第4章:形態素解析

夏目漱石の小説「吾輩は猫である」の文章(nelo.txt)をMeCabを使って形態素解析し, その結果をneko.txt.mecabというファイルに保存せよ.
このファイルを用いて, 以下の問に対応するプログラムを実装せよ.
なお, 問題37, 38, 39はmatplotlibもしくはGnuplotを用いると良い.


In [ ]:
import MeCab
mecab = MeCab.Tagger("")
mecab.parse('')
with open('neko2.txt.mecab', 'w') as neko_mecab:
    neko = "".join([i for i in open('neko.txt', 'r')])
    morpheme = mecab.parse(neko)
    neko_mecab.write("".join([i for i in morpheme]))

30. 形態素解析結果の読み込み

形態素解析結果(neko.txt.mecab)を読み込むプログラムを実装せよ.
ただし各形態素は表層系(surface), 基本形(base), 品詞(pos), 品詞細分類1(pos1)をキーとするマッピング型に格納し,
1文を形態素(マッピング型)のリストとして表現せよ.
第4章の残りの問題では, ここで作ったプログラムを活用せよ.


In [ ]:
import pickle
def analyze_morph(filename):
    morph = []
    sentence = []
    for s in open(filename, 'r'):
        if not s == 'EOS\n':   
            surface, result = s.split('\t')
            result = result.split(',')
            
            if surface == '。

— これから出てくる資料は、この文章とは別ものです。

//! # INCAR 一致性比较
//!
//! 将每个文件夹的 INCAR 与参考 INCAR 比较，并按差异签名分组。
//!
//! ## 算法
//! 1. 逐文件夹求原始差异（值不同或仅一侧存在），跳过忽略标签
//! 2. 所有文件夹都具有的同一差异视为全局差异，从各文件夹中移除
//! 3. 按剩余差异（按标签排序）分组
//! 4. 组按首次出现顺序输出，组内文件夹保持输入顺序
//!
//! ## 依赖关系
//! - 被 `commands/diff.rs`, `commands/apply.rs` 使用
//! - 使用 `models/parameters.rs`

use crate::models::parameters::normalize_key;
use crate::models::{ParamValue, ParameterSet};
use std::collections::BTreeSet;

/// 单个标签的差异，`None` 表示该侧不存在此标签
#[derive(Debug, Clone, PartialEq)]
pub struct DiffEntry {
    pub key: String,
    pub reference: Option<ParamValue>,
    pub folder: Option<ParamValue>,
}

/// 一组具有相同差异签名的文件夹
#[derive(Debug, Clone, PartialEq)]
pub struct DiffGroup {
    /// 按标签排序的差异列表；为空表示与参考一致
    pub signature: Vec<DiffEntry>,
    pub folders: Vec<String>,
}

impl DiffGroup {
    pub fn matches_reference(&self) -> bool {
        self.signature.is_empty()
    }
}

/// 比较结果
#[derive(Debug, Clone, Default, PartialEq)]
pub struct DiffReport {
    pub groups: Vec<DiffGroup>,
    /// 所有文件夹共有而被抑制的差异
    pub shared: Vec<DiffEntry>,
}

impl DiffReport {
    /// 所有出现过的差异标签（排序去重）
    pub fn keys(&self) -> Vec<&str> {
        self.groups
            .iter()
            .flat_map(|g| g.signature.iter().map(|e| e.key.as_str()))
            .collect::<BTreeSet<_>>()
            .into_iter()
            .collect()
    }

    /// 查找文件夹所在的组
    pub fn group_of(&self, folder: &str) -> Option<&DiffGroup> {
        self.groups
            .iter()
            .find(|g| g.folders.iter().any(|f| f == folder))
    }
}

/// 求单个文件夹相对参考的原始差异（按标签排序）
pub fn raw_differences(
    reference: &ParameterSet,
    folder: &ParameterSet,
    ignored_key: Option<&str>,
) -> Vec<DiffEntry> {
    let ignored = ignored_key.map(normalize_key);
    let keys: BTreeSet<&str> = reference.keys().chain(folder.keys()).collect();

    keys.into_iter()
        .filter(|k| ignored.as_deref() != Some(*k))
        .filter_map(|key| {
            let r = reference.get(key);
            let f = folder.get(key);
            let same = match (r, f) {
                (Some(r), Some(f)) => r.same_value(f),
                (None, None) => true,
                _ => false,
            };
            (!same).then(|| DiffEntry {
                key: key.to_string(),
                reference: r.cloned(),
                folder: f.cloned(),
            })
        })
        .collect()
}

/// 比较所有文件夹并分组
pub fn diff_parameters(
    reference: &ParameterSet,
    folders: &[(String, ParameterSet)],
    ignored_key: Option<&str>,
) -> DiffReport {
    let raw: Vec<Vec<DiffEntry>> = folders
        .iter()
        .map(|(_, params)| raw_differences(reference, params, ignored_key))
        .collect();

    let shared: Vec<DiffEntry> = match raw.split_first() {
        Some((first, rest)) => first
            .iter()
            .filter(|entry| rest.iter().all(|diffs| diffs.contains(*entry)))
            .cloned()
            .collect(),
        None => Vec::new(),
    };

    let mut groups: Vec<DiffGroup> = Vec::new();
    for ((name, _), diffs) in folders.iter().zip(raw) {
        let signature: Vec<DiffEntry> = diffs.into_iter().filter(|e| !shared.contains(e)).collect();

        match groups.iter_mut().find(|g| g.signature == signature) {
            Some(group) => group.folders.push(name.clone()),
            None => groups.push(DiffGroup {
                signature,
                folders: vec![name.clone()],
            }),
        }
    }

    DiffReport { groups, shared }
}

#[cfg(test)]
mod tests {
    use super::*;

    fn params(pairs: &[(&str, &str)]) -> ParameterSet {
        let mut p = ParameterSet::new();
        for (k, v) in pairs {
            p.set(k, ParamValue::parse(v));
        }
        p
    }

    fn named(name: &str, pairs: &[(&str, &str)]) -> (String, ParameterSet) {
        (name.to_string(), params(pairs))
    }

    #[test]
    fn test_raw_differences() {
        let reference = params(&[("ENCUT", "520"), ("ISMEAR", "0"), ("LWAVE", "F")]);
        let folder = params(&[("encut", "400"), ("ISMEAR", "0"), ("NSW", "100")]);
        let diffs = raw_differences(&reference, &folder, None);

        let keys: Vec<&str> = diffs.iter().map(|d| d.key.as_str()).collect();
        assert_eq!(keys, vec!["ENCUT", "LWAVE", "NSW"]);
        assert_eq!(diffs[1].folder, None);
        assert_eq!(diffs[2].reference, None);
        assert_eq!(diffs[2].folder, Some(ParamValue::Int(100)));
    }

    #[test]
    fn test_ignored_key_and_shared_difference() {
        let reference = params(&[("ISMEAR", "0"), ("SIGMA", "0.05"), ("SYSTEM", "ref")]);
        let folders = vec![
            named("A", &[("ISMEAR", "0"), ("SIGMA", "0.05"), ("SYSTEM", "A"), ("KPAR", "2")]),
            named("B", &[("ISMEAR", "0"), ("SIGMA", "0.05"), ("SYSTEM", "B"), ("KPAR", "2")]),
        ];
        let report = diff_parameters(&reference, &folders, Some("system"));

        assert_eq!(report.groups.len(), 1);
        assert!(report.groups[0].matches_reference());
        assert_eq!(report.groups[0].folders, vec!["A", "B"]);
        assert_eq!(report.shared.len(), 1);
        assert_eq!(report.shared[0].key, "KPAR");
        assert!(report.keys().is_empty());
    }

    #[test]
    fn test_groups_first_seen_order() {
        let reference = params(&[("ENCUT", "520"), ("ISMEAR", "0")]);
        let folders = vec![
            named("v_O", &[("ENCUT", "520"), ("ISMEAR", "0")]),
            named("La_Pb", &[("ENCUT", "400"), ("ISMEAR", "0")]),
            named("Y_Pb", &[("ENCUT", "520"), ("ISMEAR", "0")]),
            named("Mo_W", &[("ENCUT", "400"), ("ISMEAR", "0")]),
            named("v_Pb", &[("ENCUT", "520"), ("ISMEAR", "1")]),
        ];
        let report = diff_parameters(&reference, &folders, None);

        assert!(report.shared.is_empty());
        assert_eq!(report.groups.len(), 3);
        assert_eq!(report.groups[0].folders, vec!["v_O", "Y_Pb"]);
        assert!(report.groups[0].matches_reference());
        assert_eq!(report.groups[1].folders, vec!["La_Pb", "Mo_W"]);
        assert_eq!(report.groups[2].folders, vec!["v_Pb"]);
        assert_eq!(report.keys(), vec!["ENCUT", "ISMEAR"]);
        assert_eq!(report.group_of("Mo_W"), Some(&report.groups[1]));
    }

    #[test]
    fn test_shared_requires_identical_values() {
        let reference = params(&[("NELECT", "400")]);
        let folders = vec![
            named("a", &[("NELECT", "401")]),
            named("b", &[("NELECT", "402")]),
        ];
        let report = diff_parameters(&reference, &folders, None);

        assert!(report.shared.is_empty());
        assert_eq!(report.groups.len(), 2);
    }

    #[test]
    fn test_shared_suppressed_but_rest_kept() {
        let reference = params(&[("ALGO", "Normal")]);
        let folders = vec![
            named("a", &[("ALGO", "Fast"), ("LREAL", "Auto")]),
            named("b", &[("ALGO", "Fast")]),
        ];
        let report = diff_parameters(&reference, &folders, None);

        assert_eq!(report.shared[0].key, "ALGO");
        assert_eq!(report.groups.len(), 2);
        assert_eq!(report.groups[0].signature.len(), 1);
        assert_eq!(report.groups[0].signature[0].key, "LREAL");
        assert!(report.groups[1].matches_reference());
    }

    #[test]
    fn test_single_folder_differences_are_shared() {
        let reference = params(&[("ENCUT", "520")]);
        let folders = vec![named("only", &[("ENCUT", "400")])];
        let report = diff_parameters(&reference, &folders, None);

        assert_eq!(report.shared.len(), 1);
        assert!(report.groups[0].matches_reference());
    }

    #[test]
    fn test_numeric_formatting_is_not_a_difference() {
        let reference = params(&[("ENCUT", "520.0"), ("EDIFF", "1E-6"), ("PREC", "Accurate")]);
        let folder = params(&[("ENCUT", "520"), ("EDIFF", "1.0d-6"), ("PREC", "accurate")]);
        assert!(raw_differences(&reference, &folder, None).is_empty());

        let folders = vec![named("A", &[("ENCUT", "520"), ("EDIFF", "1E-6"), ("PREC", "Accurate")])];
        let report = diff_parameters(&reference, &folders, None);
        assert!(report.shared.is_empty());
        assert!(report.groups[0].matches_reference());
    }

    #[test]
    fn test_no_folders() {
        let report = diff_parameters(&params(&[("ENCUT", "520")]), &[], None);
        assert_eq!(report, DiffReport::default());
    }
}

':
                morph.append({'surface':surface, 'base':result[6], 'pos':result[0], 'pos1':result[1]})
                sentence.append(morph)
                morph = []
            else:
                morph.append({'surface':surface, 'base':result[6], 'pos':result[0], 'pos1':result[1]})
    return sentence

neko_sample = analyze_morph('neko.txt.mecab')
with open('morph_neko.pickle', 'wb') as f:
    pickle.dump(neko_sample, f, protocol=pickle.HIGHEST_PROTOCOL)

31. 動詞

動詞の表層形をすべて抽出せよ.


In [ ]:
import pickle
def extract_verb_surface(morph):
    verb_list = []
    for i in morph:
        for j in i:
            if j['pos']=='動詞' :
                verb_list.append(j['surface']) 
    return verb_list
with open('morph_neko.pickle', 'rb') as f:
    neko_sample = pickle.load(f, encoding='utf-8', fix_imports=False)
verbs = extract_verb(neko_sample)

32. 動詞の原形

動詞の原形をすべて抽出せよ


In [ ]:
import pickle
def extract_verb_base(morph):
    base_form_lists = [j['base']  for i in morph for j in i if j['pos'] == '動詞']
    return base_form_lists
with open('morph_neko.pickle', 'rb') as f:
    neko_sample = pickle.load(f, encoding='utf-8', fix_imports=False)
base_forms = extract_verb_base(neko_sample)

33. サ変名詞

サ変接続の名詞をすべて抽出せよ


In [ ]:
with open('morph_neko.pickle', 'rb') as f:
    neko_sample = pickle.load(f, encoding='utf-8', fix_imports=False)
noun_shen = [j['base']  for i in neko_sample for j in i if j['pos1'] in ('サ変接続') and j['base'] not in ['*\n']]

34. 「AのB」

2つの名詞が「の」で連結されている名詞句を抽出せよ.


In [ ]:
import pickle
with open('morph_neko.pickle', 'rb') as f:
    neko_samples = pickle.load(f)
    
noun_phrase = [i[j-1]['surface'] + i[j]['base'] + i[j+1]['surface'] \
               for i in neko_samples for j in range(len(i)) \
               if i[j]['base'] in ('の') and i[j+1]['pos'] in ('名詞') and i[j-1]['pos'] in ('名詞')]
noun_phrase

35. 名詞の連接

名詞の連接(連続して出現する名詞)を最長一致で抽出せよ.


In [ ]:
import pickle
with open('morph_neko.pickle', 'rb') as f:
    neko_samples = pickle.load(f, encoding='utf-8', fix_imports=False)
len_dict = {}
for sentence_list in neko_samples:
    noun_list = []
    for dict_morpho in sentence_list:
        if dict_morpho["pos"] in ("名詞"):
            noun_list.append(dict_morpho["surface"])   
        else:
            len_dict[len(noun_list)] = noun_list
            noun_list = []
print(len_dict)
print("".join(len_dict[max(len_dict.keys())]))

36. 単語の出現頻度

文章中に出現する単語とその出現頻度を求め,出現頻度の高い順に並べよ.


In [54]:
import pickle
from operator import itemgetter
from collections import defaultdict
with open('morph_neko.pickle', 'rb') as f:
    neko_samples = pickle.load(f, encoding='utf-8', fix_imports=False)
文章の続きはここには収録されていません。